After the war, after the camps, what can the image do? Should it just perform histroical evidence? Should it peep at history? Or how can the image reveal something more, something about the true complexity of what people are capable of imagining – and also disavowing?

I’ve noticed throughout my time in the archive that Kubrick, even in research photographs, is drawn to a wide scene-revealing frame that contains a dark occluded centre. This, of course, is most apparent in 2001: A Space Odyssey, when the monolith cuts a perversity of blackness across cinema’s wide-open gaze. But this isn’t the only place this framing is revealed. Looking through production stills across Kubrick’s career I’m struck by the Rothko-like concertina into a dark endpoint that his framing often offers. It’s a very radical strategy. It is the perfection of cinema and the end of cinema held in one frame. It is an image that is made of classical perspective, is about and made of the past, but also implies a future point, a vanishing point, the something that is nothing, and that’s there before us all in plain sight, an existential warning as blank and obvious as Magritte’s boulder that fills a domestic room.

And there we are: the cinema audience, the peeping tom to history, squinting at the spectacle of the recorded past. Powell and Pressburger were ruined by exposing this understanding. Their 1960 film Peeping Tom was universally loathed by reviewers and Powell, once the wunderkind of British cinema, found himself cast adrift and unable to work. In the same year Alfred Hitchcock also pointed out the murderous repression of the peeing tom in Psycho. Kubrick knew it and gave it back to audiences through affect.

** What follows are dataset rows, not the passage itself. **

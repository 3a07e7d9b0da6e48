//! Flat in-memory vector index with cosine similarity.
//!
//! Brute-force search over every stored chunk. The index lives for one run;
//! nothing is persisted.

use tracing::debug;

use crate::error::AppError;
use crate::llm::LlmProvider;
use crate::memory::TextChunk;

/// Chunks embedded per provider call.
const EMBED_BATCH: usize = 32;

#[derive(Debug, Clone)]
pub struct SearchHit {
    pub chunk: TextChunk,
    pub score: f32,
}

#[derive(Debug, Default)]
pub struct VectorIndex {
    /// Fixed by the first insert.
    dimensions: Option<usize>,
    entries: Vec<(Vec<f32>, TextChunk)>,
}

impl VectorIndex {
    pub fn new() -> Self {
        Self::default()
    }

    /// Embed `chunks` with `llm` and index them.
    pub async fn build(llm: &LlmProvider, chunks: Vec<TextChunk>) -> Result<Self, AppError> {
        let mut index = Self::new();
        index.add_chunks(llm, chunks).await?;
        Ok(index)
    }

    /// Embed and insert more chunks.
    pub async fn add_chunks(&mut self, llm: &LlmProvider, chunks: Vec<TextChunk>) -> Result<(), AppError> {
        let total = chunks.len();
        let mut pending = chunks.into_iter().peekable();
        while pending.peek().is_some() {
            let batch: Vec<TextChunk> = pending.by_ref().take(EMBED_BATCH).collect();
            let texts: Vec<String> = batch.iter().map(|c| c.text.clone()).collect();
            let embeddings = llm.embed(&texts).await?;
            for (embedding, chunk) in embeddings.into_iter().zip(batch) {
                self.insert(chunk, embedding)?;
            }
        }
        debug!(added = total, size = self.entries.len(), "vector index updated");
        Ok(())
    }

    pub fn insert(&mut self, chunk: TextChunk, embedding: Vec<f32>) -> Result<(), AppError> {
        match self.dimensions {
            Some(dim) if dim != embedding.len() => {
                return Err(AppError::Memory(format!(
                    "vector index: dimension mismatch: expected {dim}, got {}",
                    embedding.len()
                )));
            }
            None if embedding.is_empty() => {
                return Err(AppError::Memory("vector index: empty embedding".into()));
            }
            None => self.dimensions = Some(embedding.len()),
            _ => {}
        }
        self.entries.push((embedding, chunk));
        Ok(())
    }

    /// Top-`k` chunks by cosine similarity, best first.
    /// A query of the wrong dimension matches nothing.
    pub fn search(&self, query: &[f32], k: usize) -> Vec<SearchHit> {
        if k == 0 || self.dimensions != Some(query.len()) {
            return Vec::new();
        }
        let mut scored: Vec<(f32, &TextChunk)> = self
            .entries
            .iter()
            .map(|(v, c)| (cosine_similarity(query, v), c))
            .collect();
        scored.sort_by(|a, b| b.0.total_cmp(&a.0));
        scored
            .into_iter()
            .take(k)
            .map(|(score, chunk)| SearchHit { chunk: chunk.clone(), score })
            .collect()
    }

    /// Embed `query` and search.
    pub async fn search_text(&self, llm: &LlmProvider, query: &str, k: usize) -> Result<Vec<SearchHit>, AppError> {
        let mut embedded = llm.embed(&[query.to_string()]).await?;
        let q = embedded
            .pop()
            .ok_or_else(|| AppError::Memory("vector index: no embedding for query".into()))?;
        Ok(self.search(&q, k))
    }

    pub fn len(&self) -> usize {
        self.entries.len()
    }

    pub fn is_empty(&self) -> bool {
        self.entries.is_empty()
    }
}

/// Cosine similarity in [-1, 1]. Zero vectors score 0.
pub fn cosine_similarity(a: &[f32], b: &[f32]) -> f32 {
    let mut dot = 0.0f32;
    let mut na = 0.0f32;
    let mut nb = 0.0f32;
    for (x, y) in a.iter().zip(b) {
        dot += x * y;
        na += x * x;
        nb += y * y;
    }
    if na == 0.0 || nb == 0.0 {
        return 0.0;
    }
    dot / (na.sqrt() * nb.sqrt())
}

#[cfg(test)]
mod tests {
    use super::*;
    use crate::llm::providers::dummy::DummyProvider;
    use std::collections::BTreeMap;

    fn chunk(text: &str) -> TextChunk {
        TextChunk { id: text.into(), text: text.into(), position: 0, metadata: BTreeMap::new() }
    }

    #[test]
    fn cosine_basics() {
        assert!((cosine_similarity(&[1.0, 0.0], &[1.0, 0.0]) - 1.0).abs() < 1e-6);
        assert!(cosine_similarity(&[1.0, 0.0], &[0.0, 1.0]).abs() < 1e-6);
        assert_eq!(cosine_similarity(&[0.0, 0.0], &[1.0, 0.0]), 0.0);
    }

    #[test]
    fn search_orders_by_similarity() {
        let mut idx = VectorIndex::new();
        idx.insert(chunk("x"), vec![1.0, 0.0]).unwrap();
        idx.insert(chunk("y"), vec![0.0, 1.0]).unwrap();
        idx.insert(chunk("xy"), vec![0.7, 0.7]).unwrap();
        let hits = idx.search(&[1.0, 0.1], 2);
        assert_eq!(hits.len(), 2);
        assert_eq!(hits[0].chunk.text, "x");
        assert_eq!(hits[1].chunk.text, "xy");
    }

    #[test]
    fn dimension_mismatch_rejected() {
        let mut idx = VectorIndex::new();
        idx.insert(chunk("a"), vec![1.0, 0.0]).unwrap();
        assert!(idx.insert(chunk("b"), vec![1.0]).is_err());
        assert!(idx.search(&[1.0, 0.0, 0.0], 3).is_empty());
    }

    #[tokio::test]
    async fn build_and_search_with_dummy_embeddings() {
        let llm = LlmProvider::Dummy(DummyProvider);
        let chunks = vec![
            chunk("Ollama serves local language models"),
            chunk("SQLite is an embedded database engine"),
        ];
        let idx = VectorIndex::build(&llm, chunks).await.unwrap();
        assert_eq!(idx.len(), 2);
        let hits = idx.search_text(&llm, "which database engine is embedded", 1).await.unwrap();
        assert_eq!(hits[0].chunk.text, "SQLite is an embedded database engine");
    }
}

The dark centre to the frame: a blind spot, the audience’s mortality. In the real-time that film time represents, what a radical thing to do. Vision and non-vision are side by side in Kubrick’s cinema. Mystery is a fact.

And ghosts? Ghosts are coincidence. They live somewhere in the territory between what we know, what we feel and what we disavow. But in the connections they enable, the post-war cinema audience has the gift of a chance, the chance to make meanings.